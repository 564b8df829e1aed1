//! Client error types.

use thiserror::Error;

/// Errors returned by [`PccClient`](crate::PccClient).
#[derive(Debug, Error)]
pub enum ClientError {
    #[error("network error: {0}")]
    Network(#[from] reqwest::Error),

    /// The gateway answered with a non-success status.
    #[error("API error ({status}): {message}")]
    Api { status: u16, message: String },

    #[error("not found: {0}")]
    NotFound(String),

    #[error("failed to decode response: {0}")]
    Decode(#[from] serde_json::Error),

    #[error("invalid client configuration: {0}")]
    InvalidConfig(String),
}

impl ClientError {
    pub fn is_not_found(&self) -> bool {
        matches!(self, Self::NotFound(_))
    }

    /// HTTP status of the failed call, when there was one.
    pub fn status(&self) -> Option<u16> {
        match self {
            Self::Api { status, .. } => Some(*status),
            Self::NotFound(_) => Some(404),
            Self::Network(e) => e.status().map(|s| s.as_u16()),
            _ => None,
        }
    }
}
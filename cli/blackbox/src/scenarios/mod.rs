//! Test scenarios.
//!
//! Each scenario triggers an action on the PCC (or a BMC) and verifies the
//! result through the API or the notification stream. Scenarios that start
//! an asynchronous action take the `since` timestamp from the caller, so it
//! is captured before the action is triggered.

mod inventory;
mod node;
mod portus;

pub use inventory::{check_hardware_inventory, check_storage, select_inventory_node};
pub use node::{node_add_specs, power_cycle_node, pxeboot_node, verify_add_node, NODE_ADD_ACTION};
pub use portus::{
    check_portus, delete_all_portus, install_portus, select_portus_node, upload_registry_tls,
    PORTUS_CERT_ALIAS, PORTUS_KEY_ALIAS,
};
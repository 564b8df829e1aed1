//! Portus (container registry) scenarios.

use std::future::Future;
use std::path::Path;
use std::time::Duration;

use anyhow::{Context, Result};
use chrono::{DateTime, Utc};
use pcc_client::{ClientError, Node, PccClient, PortusConfiguration};
use tracing::{debug, info, warn};

use crate::context::TestContext;

/// Key manager alias of the registry certificate.
pub const PORTUS_CERT_ALIAS: &str = "test_portus_crt";

/// Key manager alias of the registry private key.
pub const PORTUS_KEY_ALIAS: &str = "test_portus_key";

/// First online node that is not an invader, lowest id first.
pub fn select_portus_node(nodes: &[Node]) -> Option<&Node> {
    nodes
        .iter()
        .filter(|n| !n.invader && n.is_online())
        .min_by_key(|n| n.id)
}

/// Upload the registry key and certificate named in `registry_tls`.
///
/// Material already stored under its alias is left alone. Returns the
/// number of files uploaded.
pub async fn upload_registry_tls(ctx: &TestContext) -> Result<usize> {
    let tls = &ctx.env.registry_tls;
    let mut uploaded = 0;

    match &tls.key_file {
        None => info!("No registry key file configured, skipping upload"),
        Some(path) => {
            let existing = ctx.client.find_security_key(PORTUS_KEY_ALIAS).await.map(|k| k.id);
            let fresh = upload_if_missing("registry private key", PORTUS_KEY_ALIAS, path, existing, |pem| {
                ctx.client.upload_security_key(PORTUS_KEY_ALIAS, pem, "Portus registry private key")
            })
            .await?;
            uploaded += usize::from(fresh);
        }
    }

    match &tls.cert_file {
        None => info!("No registry certificate file configured, skipping upload"),
        Some(path) => {
            let existing = ctx.client.find_certificate(PORTUS_CERT_ALIAS).await.map(|c| c.id);
            let fresh = upload_if_missing("registry certificate", PORTUS_CERT_ALIAS, path, existing, |pem| {
                ctx.client.upload_certificate(PORTUS_CERT_ALIAS, pem, "Portus registry certificate")
            })
            .await?;
            uploaded += usize::from(fresh);
        }
    }

    Ok(uploaded)
}

async fn upload_if_missing<F, Fut>(
    what: &str,
    alias: &str,
    path: &Path,
    existing: Result<u64, ClientError>,
    upload: F,
) -> Result<bool>
where
    F: FnOnce(Vec<u8>) -> Fut,
    Fut: Future<Output = Result<(), ClientError>>,
{
    match existing {
        Ok(id) => {
            info!(alias, id, "{what} already uploaded");
            return Ok(false);
        }
        Err(e) if e.is_not_found() => {}
        Err(e) => return Err(anyhow::Error::new(e).context(format!("Failed to look up {what}"))),
    }

    let pem = tokio::fs::read(path)
        .await
        .with_context(|| format!("Failed to read {what} from {}", path.display()))?;
    upload(pem)
        .await
        .with_context(|| format!("Failed to upload {what}"))?;

    info!(alias, path = %path.display(), "{what} uploaded");
    Ok(true)
}

async fn build_configuration(ctx: &TestContext, node: &Node) -> Result<PortusConfiguration> {
    let mut config = PortusConfiguration {
        node_id: node.id,
        name: format!("portus_{}", node.id),
        settings: ctx.env.portus.clone(),
        ..Default::default()
    };

    match &ctx.env.authentication_profile {
        None => info!("No authentication profile configured, installing Portus without it"),
        Some(name) => match ctx.client.get_auth_profile_by_name(name).await {
            Ok(profile) => {
                config.authentication_profile = Some(
                    serde_json::to_value(&profile)
                        .context("Failed to encode authentication profile")?,
                );
            }
            Err(e) => warn!(
                profile = %name,
                error = %e,
                "Authentication profile missing, installing Portus without it"
            ),
        },
    }

    match ctx.client.find_certificate(PORTUS_CERT_ALIAS).await {
        Ok(cert) => config.registry_cert_id = Some(cert.id),
        Err(e) => warn!(alias = PORTUS_CERT_ALIAS, error = %e, "Registry certificate not found"),
    }

    match ctx.client.find_security_key(PORTUS_KEY_ALIAS).await {
        Ok(key) => config.registry_key_id = Some(key.id),
        Err(e) => warn!(alias = PORTUS_KEY_ALIAS, error = %e, "Registry private key not found"),
    }

    Ok(config)
}

/// Request a Portus installation on a suitable node.
///
/// Returns the id of the node Portus is being installed on.
pub async fn install_portus(ctx: &TestContext) -> Result<u64> {
    let nodes = ctx.client.get_nodes().await.context("Failed to list nodes")?;
    let node = select_portus_node(&nodes)
        .ok_or_else(|| anyhow::anyhow!("No online server node available for Portus"))?;

    let config = build_configuration(ctx, node).await?;

    info!(node_id = node.id, name = %config.name, "Installing Portus");
    ctx.client
        .install_portus(&config)
        .await
        .context("Failed to install Portus")?;

    Ok(node.id)
}

/// Wait for the Portus installation on `node_id` requested after `since`.
pub async fn check_portus(ctx: &TestContext, node_id: u64, since: DateTime<Utc>) -> Result<()> {
    ctx.verifier
        .check_installed(
            Some(node_id),
            ctx.env.timeouts.portus(),
            &ctx.env.notifications.portus_installed,
            since,
        )
        .await
        .context("Portus installation has failed")?;

    info!(node_id, "Portus correctly installed");
    Ok(())
}

/// Delete every Portus deployment and wait for each to disappear.
///
/// Returns the number of deployments removed.
pub async fn delete_all_portus(ctx: &TestContext) -> Result<usize> {
    let deployments = ctx
        .client
        .get_portus_nodes()
        .await
        .context("Failed to get Portus nodes")?;

    for portus in &deployments {
        info!(id = portus.id, name = %portus.name, "Deleting Portus");
        ctx.client
            .delete_portus_node(portus.id, true)
            .await
            .with_context(|| format!("Failed to delete Portus {}", portus.name))?;

        wait_until_deleted(
            &ctx.client,
            portus,
            ctx.env.timeouts.portus_delete_poll(),
            ctx.env.timeouts.portus_delete(),
        )
        .await?;
    }

    Ok(deployments.len())
}

async fn wait_until_deleted(
    client: &PccClient,
    portus: &PortusConfiguration,
    poll: Duration,
    timeout: Duration,
) -> Result<()> {
    let mut ticker = tokio::time::interval(poll.max(Duration::from_millis(100)));

    let wait = async {
        loop {
            ticker.tick().await;
            match client.get_portus_node(portus.id).await {
                Err(e) if e.is_not_found() => return Ok(()),
                Err(e) => {
                    return Err(anyhow::Error::new(e)
                        .context(format!("Failed to get Portus {}", portus.name)))
                }
                Ok(_) => debug!(id = portus.id, "Portus still present"),
            }
        }
    };

    tokio::time::timeout(timeout, wait)
        .await
        .map_err(|_| anyhow::anyhow!("Timeout deleting Portus {}", portus.name))?
}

---

> Problem to work on
Look through the data above and return exactly the lines from the one that contains "caller, so it" to the one that contains "use std::future::Future;", inclusive, with nothing else.

> Output for this exercise
//! an asynchronous action take the `since` timestamp from the caller, so it
//! is captured before the action is triggered.

mod inventory;
mod node;
mod portus;

pub use inventory::{check_hardware_inventory, check_storage, select_inventory_node};
pub use node::{node_add_specs, power_cycle_node, pxeboot_node, verify_add_node, NODE_ADD_ACTION};
pub use portus::{
    check_portus, delete_all_portus, install_portus, select_portus_node, upload_registry_tls,
    PORTUS_CERT_ALIAS, PORTUS_KEY_ALIAS,
};
repository 564b8df829e1aed1
//! Portus (container registry) scenarios.

use std::future::Future;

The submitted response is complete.